A functional network is determined by positive as well as negative functional connections (i.e. correlations). The hypothalamus network showed positive correlations with parts of the ventromedial PFC, posterior cingulate cortex, and hippocampus. Negative correlations with the hypothalamus are found with parts of the dlPFC, insula and striatal regions. These negative correlations are also referred to as anti-correlations, which play a crucial role in the functional organization of the brain53 and have been found to be influenced by body weight54. In the current study, we took positive and negative FC into account in the development of the stimulation protocol. If and how these FC patterns were influenced by the current net-tDCS protocols still needs to be determined in future fMRI studies. There is evidence, however, that FC can be influenced by tDCS, which is related to improved response inhibition49,55. While these studies did not evaluate eating behavior, fMRI studies revealed that FC between the dlPFC and the vmPFC is linked to food-related impulse control56 and persons with obesity can learn to increase FC between these regions using neurofeedback training (i.e. a cognitive regulation skill)57.

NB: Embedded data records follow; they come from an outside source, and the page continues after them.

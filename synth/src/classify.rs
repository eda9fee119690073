//! Record classification and the deferred (command-style) schema builder.
//!
//! Command modules (`shell`, `command`, ...) take one unstructured value
//! instead of named options, so they cannot live under the ordinary
//! selector. They are collected first and built into their own
//! `name`/`args`/`<title>` shape.

use std::collections::HashSet;
use std::fmt;

use ansible_schema_core::{ModuleRecord, SourcedRecord};
use serde_json::{Map, Value, json};

use crate::assemble::{AssemblyError, assemble};
use crate::infer::{InferredProperties, TypeInference};
use crate::report::{Diagnostic, DiagnosticCode, SynthesisReport};

/// Top-level keys marking plugin documentation rather than a module.
pub const NON_MODULE_MARKERS: &[&str] = &["plugin_type", "strategy", "callback"];

/// Option name marking a free-form option set.
pub const FREE_FORM_OPTION: &str = "free_form";

/// Modules whose options take a single free-form value.
pub const COMMAND_MODULES: &[&str] = &["shell", "command", "script", "raw"];

/// Why a record is skipped.
#[derive(Debug, Clone, PartialEq, Eq)]
pub enum IgnoreReason {
    /// The record carries a plugin marker key.
    NonModule(String),
    MissingTitle,
    /// Free-form options on a module that is not a command module.
    UnexpectedFreeForm(String),
}

impl IgnoreReason {
    pub fn code(&self) -> DiagnosticCode {
        match self {
            Self::MissingTitle => DiagnosticCode::MissingTitle,
            Self::NonModule(_) | Self::UnexpectedFreeForm(_) => DiagnosticCode::IgnoredRecord,
        }
    }
}

impl fmt::Display for IgnoreReason {
    fn fmt(&self, f: &mut fmt::Formatter<'_>) -> fmt::Result {
        match self {
            Self::NonModule(marker) => write!(f, "record carries plugin marker '{marker}'"),
            Self::MissingTitle => write!(f, "record has no module name"),
            Self::UnexpectedFreeForm(title) => {
                write!(f, "free-form options are not supported for module '{title}'")
            }
        }
    }
}

/// Routing decision for one record.
#[derive(Debug, Clone, PartialEq, Eq)]
pub enum Classification {
    Ignore(IgnoreReason),
    /// Command-style module, built by [`build_deferred`].
    Deferred(String),
    /// Property-based module placed under the ordinary selector.
    Ordinary(String),
}

impl Classification {
    pub fn label(&self) -> &'static str {
        match self {
            Self::Ignore(_) => "ignored",
            Self::Deferred(_) => "deferred",
            Self::Ordinary(_) => "ordinary",
        }
    }
}

/// Decides whether a record is ignored, deferred or processed inline.
///
/// # Examples
///
/// ```
/// use ansible_schema_core::{ModuleRecord, OptionSpec};
/// use ansible_schema_synth::{Classification, IgnoreReason, classify};
///
/// let shell = ModuleRecord::new("shell").with_option("free_form", OptionSpec::default());
/// assert_eq!(classify(&shell), Classification::Deferred("shell".to_string()));
///
/// let odd = ModuleRecord::new("debug").with_option("free_form", OptionSpec::default());
/// assert!(matches!(classify(&odd), Classification::Ignore(IgnoreReason::UnexpectedFreeForm(_))));
/// ```
pub fn classify(record: &ModuleRecord) -> Classification {
    if let Some(marker) = NON_MODULE_MARKERS
        .iter()
        .find(|marker| record.has_key(marker))
    {
        return Classification::Ignore(IgnoreReason::NonModule(marker.to_string()));
    }

    let Some(title) = record
        .title
        .as_deref()
        .map(str::trim)
        .filter(|title| !title.is_empty())
    else {
        return Classification::Ignore(IgnoreReason::MissingTitle);
    };

    let is_command = COMMAND_MODULES.contains(&title);
    let free_form = record.option(FREE_FORM_OPTION).is_some();

    if free_form && !is_command {
        return Classification::Ignore(IgnoreReason::UnexpectedFreeForm(title.to_string()));
    }
    if is_command {
        return Classification::Deferred(title.to_string());
    }
    Classification::Ordinary(title.to_string())
}

/// Builds the command-style schema of one deferred module.
///
/// The `free_form` marker option is dropped; the rest becomes the `args`
/// object. The outer object requires `<title>`, plus `name` when `args`
/// ended up with a required list.
pub fn deferred_schema(
    title: &str,
    record: &ModuleRecord,
    inference: &TypeInference,
) -> Result<(Value, InferredProperties), AssemblyError> {
    let inferred = inference.infer_module(
        title,
        record
            .option_entries()
            .filter(|(name, _)| *name != FREE_FORM_OPTION),
    );
    let args = assemble(&inferred.properties, false)?;

    let mut required = vec![title.to_string()];
    if !args.required.is_empty() {
        required.push("name".to_string());
    }

    let mut properties = Map::new();
    properties.insert("name".to_string(), json!({ "type": "string" }));
    properties.insert("args".to_string(), args.to_value());
    properties.insert(title.to_string(), json!({ "type": "string" }));

    let mut schema = Map::new();
    schema.insert("type".to_string(), json!("object"));
    if let Some(summary) = record.summary() {
        schema.insert("description".to_string(), json!(summary));
    }
    schema.insert("properties".to_string(), Value::Object(properties));
    schema.insert("required".to_string(), json!(required));

    Ok((Value::Object(schema), inferred))
}

/// Builds schemas for every deferred record, in input order.
///
/// Records that fail assembly or repeat an earlier title are skipped with a
/// diagnostic; the rest of the run continues.
pub fn build_deferred<'a>(
    records: impl IntoIterator<Item = &'a SourcedRecord>,
    inference: &TypeInference,
    report: &mut SynthesisReport,
) -> Vec<Value> {
    let mut seen = HashSet::new();
    let mut schemas = Vec::new();

    for sourced in records {
        let Classification::Deferred(title) = classify(&sourced.record) else {
            continue;
        };

        if seen.contains(&title) {
            report.record(duplicate_title(&sourced.source, &title));
            continue;
        }

        match deferred_schema(&title, &sourced.record, inference) {
            Ok((schema, inferred)) => {
                record_unsafe_choices(report, &sourced.source, &title, &inferred);
                tracing::debug!(module = %title, source = %sourced.source, "Built deferred schema");
                report.deferred_modules.push(title.clone());
                seen.insert(title);
                schemas.push(schema);
            }
            Err(err) => report.record(assembly_diagnostic(&sourced.source, &title, &err)),
        }
    }

    schemas
}

pub(crate) fn record_unsafe_choices(
    report: &mut SynthesisReport,
    source: &str,
    title: &str,
    inferred: &InferredProperties,
) {
    for demoted in &inferred.unsafe_choices {
        report.record(Diagnostic::new(
            source,
            Some(title),
            DiagnosticCode::UnsafeChoiceValue,
            format!(
                "option '{}' has choices with whitespace ({}), listed in description instead of enum",
                demoted.option,
                demoted.values.join(", ")
            ),
        ));
    }
}

pub(crate) fn duplicate_title(source: &str, title: &str) -> Diagnostic {
    Diagnostic::new(
        source,
        Some(title),
        DiagnosticCode::DuplicateTitle,
        format!("module '{title}' was already defined, keeping the first definition"),
    )
}

pub(crate) fn reserved_title(source: &str, title: &str) -> Diagnostic {
    Diagnostic::new(
        source,
        Some(title),
        DiagnosticCode::DuplicateTitle,
        format!("module title '{title}' collides with the reserved task key, skipping module"),
    )
}

pub(crate) fn assembly_diagnostic(source: &str, title: &str, err: &AssemblyError) -> Diagnostic {
    let code = match err {
        AssemblyError::DuplicateName(_) => DiagnosticCode::DuplicateName,
        AssemblyError::NoRequirements => DiagnosticCode::NoRequirements,
    };
    Diagnostic::new(source, Some(title), code, format!("skipping module: {err}"))
}

#[cfg(test)]
mod tests {
    use std::collections::BTreeMap;

    use ansible_schema_core::{OptionSpec, OverrideTable, Version};

    use super::*;

    fn inference() -> TypeInference {
        TypeInference::new(OverrideTable::default(), Version::new(2, 5, 0))
    }

    #[test]
    fn test_plugin_markers_are_ignored_before_title_check() {
        let mut record = ModuleRecord::default();
        record.extra = BTreeMap::from([("callback".to_string(), json!("json"))]);
        assert_eq!(
            classify(&record),
            Classification::Ignore(IgnoreReason::NonModule("callback".to_string()))
        );
    }

    #[test]
    fn test_missing_or_blank_title_is_ignored() {
        assert_eq!(
            classify(&ModuleRecord::default()),
            Classification::Ignore(IgnoreReason::MissingTitle)
        );
        assert_eq!(
            classify(&ModuleRecord::new("  ")),
            Classification::Ignore(IgnoreReason::MissingTitle)
        );
    }

    #[test]
    fn test_command_modules_defer_with_or_without_free_form() {
        assert_eq!(
            classify(&ModuleRecord::new("raw")),
            Classification::Deferred("raw".to_string())
        );
        assert_eq!(
            classify(&ModuleRecord::new("copy")),
            Classification::Ordinary("copy".to_string())
        );
    }

    #[test]
    fn test_deferred_schema_drops_free_form_and_requires_title() {
        let record = ModuleRecord::new("shell")
            .with_option("free_form", OptionSpec {
                required: true,
                ..OptionSpec::default()
            })
            .with_option("chdir", OptionSpec {
                description: "Change into this directory".to_string(),
                ..OptionSpec::default()
            });

        let (schema, _) = deferred_schema("shell", &record, &inference()).unwrap();
        assert_eq!(
            schema,
            json!({
                "type": "object",
                "properties": {
                    "name": { "type": "string" },
                    "args": {
                        "type": "object",
                        "properties": {
                            "chdir": { "type": "string", "description": "Change into this directory" }
                        }
                    },
                    "shell": { "type": "string" }
                },
                "required": ["shell"]
            })
        );
    }

    #[test]
    fn test_deferred_schema_requires_name_when_args_have_requirements() {
        let record = ModuleRecord::new("script").with_option("cmd", OptionSpec {
            required: true,
            ..OptionSpec::default()
        });

        let (schema, _) = deferred_schema("script", &record, &inference()).unwrap();
        assert_eq!(schema["required"], json!(["script", "name"]));
        assert_eq!(schema["properties"]["args"]["required"], json!(["cmd"]));
    }

    #[test]
    fn test_build_deferred_skips_failures_and_duplicates() {
        let broken = ModuleRecord::new("command")
            .with_option("chdir", OptionSpec::default())
            .with_option("creates", OptionSpec {
                aliases: vec!["chdir".to_string()],
                ..OptionSpec::default()
            });
        let records = vec![
            SourcedRecord::new("command.py", broken),
            SourcedRecord::new("shell.py", ModuleRecord::new("shell")),
            SourcedRecord::new("shell2.py", ModuleRecord::new("shell")),
        ];

        let mut report = SynthesisReport::default();
        let schemas = build_deferred(&records, &inference(), &mut report);

        assert_eq!(schemas.len(), 1);
        assert_eq!(report.deferred_modules, vec!["shell".to_string()]);
        assert_eq!(
            report.code_summary(),
            vec![
                (DiagnosticCode::DuplicateName, 1),
                (DiagnosticCode::DuplicateTitle, 1),
            ]
        );
    }
}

In the current study, we demonstrated that hypothalamus resting-state FC at baseline predicted improved cognitive performance during anodal net-tDCS stimulation. There is evidence that resting-state FC is predictive for individual differences in cognitive performance as well as cognitive impairment58,59. Hence, alterations of brain networks and network-to-network interactions have been proposed as potential biomarkers in neurological and psychiatric conditions60. In persons with obesity, higher hypothalamic resting-state FC has been identified with the insula and striatum28,61 and lower FC in regions associated with cognition32. Moreover, hypothalamus resting-state FC to frontal areas were shown to be sensitive to changes to peripheral hormones28,62,63 and even predictive for weight loss54. In response to substantial weight-loss after bariatric surgery, hypothalamic FC has been shown to normalize with comparable FC patterns as in normal weight controls. Furthermore, dysfunctional hypothalamus FC has been documented in neurological and psychiatric diseases28. Hence, we postulate that the hypothalamus network could be an ideal target to influence physiological and psychological processes.

Overall, the present trial contributes to the understanding of initial resting-state FC as a possible predictor for tDCS related effects. Whether the current net-tDCS protocol in fact modulates hypothalamus FC still needs to be determined in future studies.

Limitations and further directions

This is a pilot study and further investigations in larger sample sizes are necessary to evaluate the effects of net-tDCS targeting the hypothalamus network on eating behavior. In addition, it is important to acknowledge that no fMRI measurements were performed immediately after stimulation. Hence no conclusion can be drawn as to whether the implemented tDCS protocols resulted in changes in functional activity within the hypothalamus network. The present study used a net-tDCS paradigm, based on fixed electrode positions of the 10–20 international EEG system. Due to this standard configuration, individual anatomical differences were not taken into account, thus for some individuals we may not have targeted the optimal stimulation points. Future studies should therefore investigate the possibility of personalized electrode arrangements, for instance based on their unique brain anatomy and fMRI network dynamics.

Conclusion

Overall, the present study adds novel findings to the growing body of research in the field of multifocal tDCS solutions. Here, we show that anodal net-tDCS based on resting-state fMRI connectivity patterns of the hypothalamus is well tolerated and able to enhance inhibitory control in individuals with overweight or obesity. Whether anodal net-tDCS of the hypothalamus appetite network can improve inhibitory control of eating behavior, reduce food craving or ultimately facilitate healthier food choices needs to be investigated in future studies.